Finally, as to Fremantle’s choice of law argument that the New York’s longer statute of limitations applied, the trial court found that by filing the lawsuit in California without any contrary choice of law allegation, Fremantle had “unconditionally” chosen the California forum. Accordingly, Fremantle had not overcome the presumption that the forum state’s law applied.

DISCUSSION

Standard of Review

“On appeal from an order of dismissal after an order sustaining a demurrer, the standard of review is de novo: we exercise our independent judgment about whether the complaint states a cause of action as a matter of law. [Citation.] First, we give the complaint a reasonable interpretation, reading it as a whole and its parts in their context. Next, we treat the demurrer as admitting all material facts properly pleaded. Then we determine whether the complaint states facts sufficient to constitute a cause of action. [Citations.] [¶] We do not, however, assume the truth of contentions, deductions, or conclusions of law. [Citation.] If a complaint is insufficient on any ground specified in a demurrer, the order sustaining the demurrer must be upheld even though the particular ground upon which the court sustained it may be untenable. [Citation.]” (Stearn v. County of San Bernardino (2009) 170 Cal.App.4th 434, 439-440.)

Statute of Limitations

It is well accepted that “[t]he statute of limitations begins to run ‘when the cause of action is complete with all of its elements....’ (Norgart v. Upjohn Co. (1999) 21 Cal.4th 383, 397.) The elements of a negligence action include harm or injury. (Ibid.; see also Hydro-Mill Co., Inc. v. Hayward, Tilton & Rolapp Ins. Associates, Inc. (2004) 115 Cal.App.4th 1145, 1161 [‘“[a] cause of action for professional negligence does not accrue until the plaintiff (1) sustains damage and (2) discovers, or should discover, the negligence”’].)” (Williams v. Hilb, Rogal & Hobbs Ins. Services of California, Inc. (2009) 177 Cal.App.4th 624, 641 (Williams).)

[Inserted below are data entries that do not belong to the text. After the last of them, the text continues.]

//! CLI argument definitions.

use std::path::PathBuf;

use clap::{Args, Parser, Subcommand, ValueEnum};

use hpd_infra::wallpaper::Backend;

#[derive(Debug, Parser)]
#[command(name = "hpd")]
#[command(about = "Rotate wallpapers on an interval, reload config on SIGHUP", long_about = None)]
pub struct Cli {
    #[command(subcommand)]
    pub cmd: Command,
}

#[derive(Debug, Subcommand)]
pub enum Command {
    /// Start the rotation daemon.
    Run {
        #[command(flatten)]
        config: ConfigArg,

        /// Tool used to apply wallpapers.
        #[arg(long, value_enum, default_value_t = BackendArg::Auto)]
        backend: BackendArg,

        /// Stay attached to the terminal (use under a service manager).
        #[arg(long)]
        foreground: bool,
    },

    /// Ask the running daemon to re-read its config.
    Reload,

    /// Check if the daemon is running.
    Status,

    /// Parse the config and print what the daemon would rotate through.
    Check {
        #[command(flatten)]
        config: ConfigArg,
    },
}

#[derive(Debug, Args)]
pub struct ConfigArg {
    /// Config file (default: $XDG_CONFIG_HOME/hpd/hpd.conf).
    #[arg(long, short, env = "HPD_CONFIG")]
    pub config: Option<PathBuf>,
}

#[derive(Debug, Clone, Copy, PartialEq, Eq, ValueEnum)]
pub enum BackendArg {
    Auto,
    Hyprland,
    Gnome,
    Kde,
}

impl From<BackendArg> for Backend {
    fn from(arg: BackendArg) -> Self {
        match arg {
            BackendArg::Auto => Self::Auto,
            BackendArg::Hyprland => Self::Hyprland,
            BackendArg::Gnome => Self::Gnome,
            BackendArg::Kde => Self::Kde,
        }
    }
}
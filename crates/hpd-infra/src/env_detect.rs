//! Desktop detection.

#[derive(Debug, Clone, Copy, PartialEq, Eq)]
pub enum DesktopKind {
    Hyprland,
    Gnome,
    Kde,
    Other,
}

pub fn detect_desktop() -> DesktopKind {
    if std::env::var_os("HYPRLAND_INSTANCE_SIGNATURE").is_some() {
        return DesktopKind::Hyprland;
    }

    let current = std::env::var("XDG_CURRENT_DESKTOP").unwrap_or_default();
    classify(&current)
}

/// `XDG_CURRENT_DESKTOP` is a colon-separated list, e.g. `ubuntu:GNOME`.
fn classify(current: &str) -> DesktopKind {
    for part in current.split(':') {
        match part.trim().to_ascii_lowercase().as_str() {
            "hyprland" => return DesktopKind::Hyprland,
            "gnome" => return DesktopKind::Gnome,
            "kde" => return DesktopKind::Kde,
            _ => {}
        }
    }
    DesktopKind::Other
}

#[cfg(test)]
mod tests {
    use super::*;

    #[test]
    fn classifies_desktop_lists() {
        assert_eq!(classify("Hyprland"), DesktopKind::Hyprland);
        assert_eq!(classify("ubuntu:GNOME"), DesktopKind::Gnome);
        assert_eq!(classify("KDE"), DesktopKind::Kde);
        assert_eq!(classify("sway"), DesktopKind::Other);
        assert_eq!(classify(""), DesktopKind::Other);
    }
}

The gravamen of Fremantle’s three causes of action is essentially the same. With regard to professional negligence, Fremantle alleges that HRH failed to exercise reasonable care in procuring the EPL coverage by failing to ensure that it had done so “without gaps”—that is, by having an EPL policy in place at the time Fremantle became a separate and independent entity from PTV. In its breach of contract cause of action, Fremantle alleged HRH breached its oral contract to provide it with adequate EPL insurance within the time promised. The damages alleged as to both causes are the defense costs and other expenses, and potential liabilities arising out of the Riegert, Paris, and Friem lawsuits. The third cause of action for declaratory relief recapitulates the first two by requesting a declaration that HRH is liable to Fremantle for its losses arising out of the same acts or omissions alleged to be negligent and in breach of contract, but solely with regard to damages arising out of the Riegert action, “including but not limited to continuing defense fees, consulting fees, expenses, judgments, and/or settlement costs that will be, in fact, actually incurred by Fremantle through final adjudication of the Riegert lawsuit and any other lawsuit that has been or may in the future be filed by Riegert.”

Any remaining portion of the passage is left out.